Under the MCAR assumption and in the absence of covariates, Dinse (1982) obtained a nonparametric maximum likelihood estimator (NPMLE) of the survival function using an EM algorithm. Lo (1991) proved that there are infinitely many NPMLEs and some of them may be inconsistent; he consequently constructed a consistent and asymptotically normal estimator. Gijbels, Lin & Ying (1993, 2007) and McKeague & Subramanian (1998) proposed further improvements on these estimators.
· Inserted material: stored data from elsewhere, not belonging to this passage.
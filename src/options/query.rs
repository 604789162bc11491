//! Query-parameter decoder used by the blob-storage endpoint
//!
//! Supported parameters:
//! - `s`: size token (`300x300`, `c300x300`, `w300`, `h300`, or `300`)
//! - `m`: mode override (`crop` or `scale`)
//! - `f`: output format (default `png`)
//! - `g`: crop gravity (default `c`)
//! - `q`: quality 0-100 (default 80)
//!
//! Malformed values never fail the request; they degrade to defaults.

use regex::Regex;
use std::collections::BTreeMap;
use std::sync::OnceLock;

use super::{clamp_quality, extension_of, Action, Gravity, OptionsError, TransformOptions};
use crate::constants::DEFAULT_QUERY_FORMAT;

static BOX_PATTERN: OnceLock<Regex> = OnceLock::new();
static SINGLE_PATTERN: OnceLock<Regex> = OnceLock::new();

fn box_pattern() -> &'static Regex {
    BOX_PATTERN.get_or_init(|| {
        Regex::new(r"(?i)^c?(\d+)x(\d+)$").expect("Invalid size regex - this is a compile-time bug")
    })
}

fn single_pattern() -> &'static Regex {
    SINGLE_PATTERN.get_or_init(|| {
        Regex::new(r"(?i)^([wh])?(\d+)$").expect("Invalid size regex - this is a compile-time bug")
    })
}

/// Geometry implied by the `s` token before any mode override
#[derive(Debug, Clone, Copy, PartialEq, Eq)]
struct SizeToken {
    action: Action,
    width: Option<u32>,
    height: Option<u32>,
}

impl SizeToken {
    fn none() -> Self {
        Self {
            action: Action::Resize,
            width: None,
            height: None,
        }
    }

    fn parse(raw: &str, mode: &str) -> Self {
        if let Some(caps) = box_pattern().captures(raw) {
            let width = caps[1].parse().ok();
            let height = caps[2].parse().ok();
            // Only a lowercase prefix is an explicit crop
            let action = if raw.starts_with('c') || mode == "crop" {
                Action::Crop
            } else {
                Action::Scale
            };
            return Self {
                action,
                width,
                height,
            };
        }

        if let Some(caps) = single_pattern().captures(raw) {
            let value = caps[2].parse().ok();
            let is_height = caps
                .get(1)
                .map(|m| m.as_str().eq_ignore_ascii_case("h"))
                .unwrap_or(false);
            return Self {
                action: Action::Resize,
                width: if is_height { None } else { value },
                height: if is_height { value } else { None },
            };
        }

        Self::none()
    }
}

/// Decode blob-storage query parameters into [`TransformOptions`].
///
/// `full_url` is the fully-qualified source address (see [`resolve_blob_url`])
/// and `image_path` the trailing path segment used for the cache suffix.
/// Query values never cause an error; only an empty `full_url` does.
pub fn decode_query_params(
    query: &BTreeMap<String, String>,
    full_url: &str,
    image_path: &str,
) -> Result<TransformOptions, OptionsError> {
    let param = |key: &str| query.get(key).map(String::as_str).unwrap_or("");

    let mode = param("m").to_lowercase();
    let mut size = match param("s") {
        "" => SizeToken::none(),
        raw => SizeToken::parse(raw, &mode),
    };

    match mode.as_str() {
        "crop" => size.action = Action::Crop,
        "scale" => size.action = Action::Scale,
        _ => {}
    }

    // Crop and scale need a full box; anything less falls back to a plain resize
    if size.width.is_none() || size.height.is_none() {
        size.action = Action::Resize;
    }

    let format = sanitize_format(param("f"));
    let gravity = Gravity::from_code_or_default(param("g"));
    let quality = clamp_quality(param("q"));

    TransformOptions::builder()
        .action(size.action)
        .width(size.width)
        .height(size.height)
        .gravity(gravity)
        .format(format)
        .quality(quality)
        .imagefile(full_url)
        .url(full_url)
        .suffix(extension_of(image_path))
        .build()
}

/// Lowercase the format token and strip anything that is not ASCII
/// alphanumeric, so it is safe to use as a cache filename extension.
fn sanitize_format(raw: &str) -> String {
    let cleaned: String = raw
        .chars()
        .filter(char::is_ascii_alphanumeric)
        .collect::<String>()
        .to_lowercase();

    if cleaned.is_empty() {
        DEFAULT_QUERY_FORMAT.to_string()
    } else {
        cleaned
    }
}

/// Join a blob-storage base URL and an image path.
///
/// A base without an `http://` or `https://` scheme gets `https://`.
pub fn resolve_blob_url(base: &str, image_path: &str) -> String {
    let scheme = if base.starts_with("http://") || base.starts_with("https://") {
        ""
    } else {
        "https://"
    };
    format!("{}{}/{}", scheme, base, image_path)
}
When covariates are present, Gijbels, Lin & Ying (1993) initiated research on estimation under the Cox model. McKeague & Subramanian (1998) provided an alternative approach to estimation. Subramanian (2000) considered estimation under proportionality of conditional hazards. Zhou & Sun (2003) studied the additive hazards regression model.

Under the MAR assumption, van der Laan & McKeague (1998) first addressed efficient estimation of the survival function and proposed a sieved nonparametric maximum likelihood estimator. Further developments along the lines of efficient estimation can be found in Subramanian (2004, 2006) and Wang & Ng (2008). Goetghebeur & Ryan (1995) and Lu & Tsiatis (2001) analyzed competing risks data with missing cause of failure under proportional hazards regression models. Gao & Tsiatis (2005) considered the linear transformation competing risks model with missing cause of failure. Recently, Lu & Liang (2008) studied competing risks data with missing cause of failure under the semiparametric additive hazards model, and suggested the inverse probability weighted (IPW) and double robust (DR) estimators. To obtain these estimators, however, they imposed parametric models for two components: the probability that the censoring indicator is not missing and the conditional probability of a given failure type.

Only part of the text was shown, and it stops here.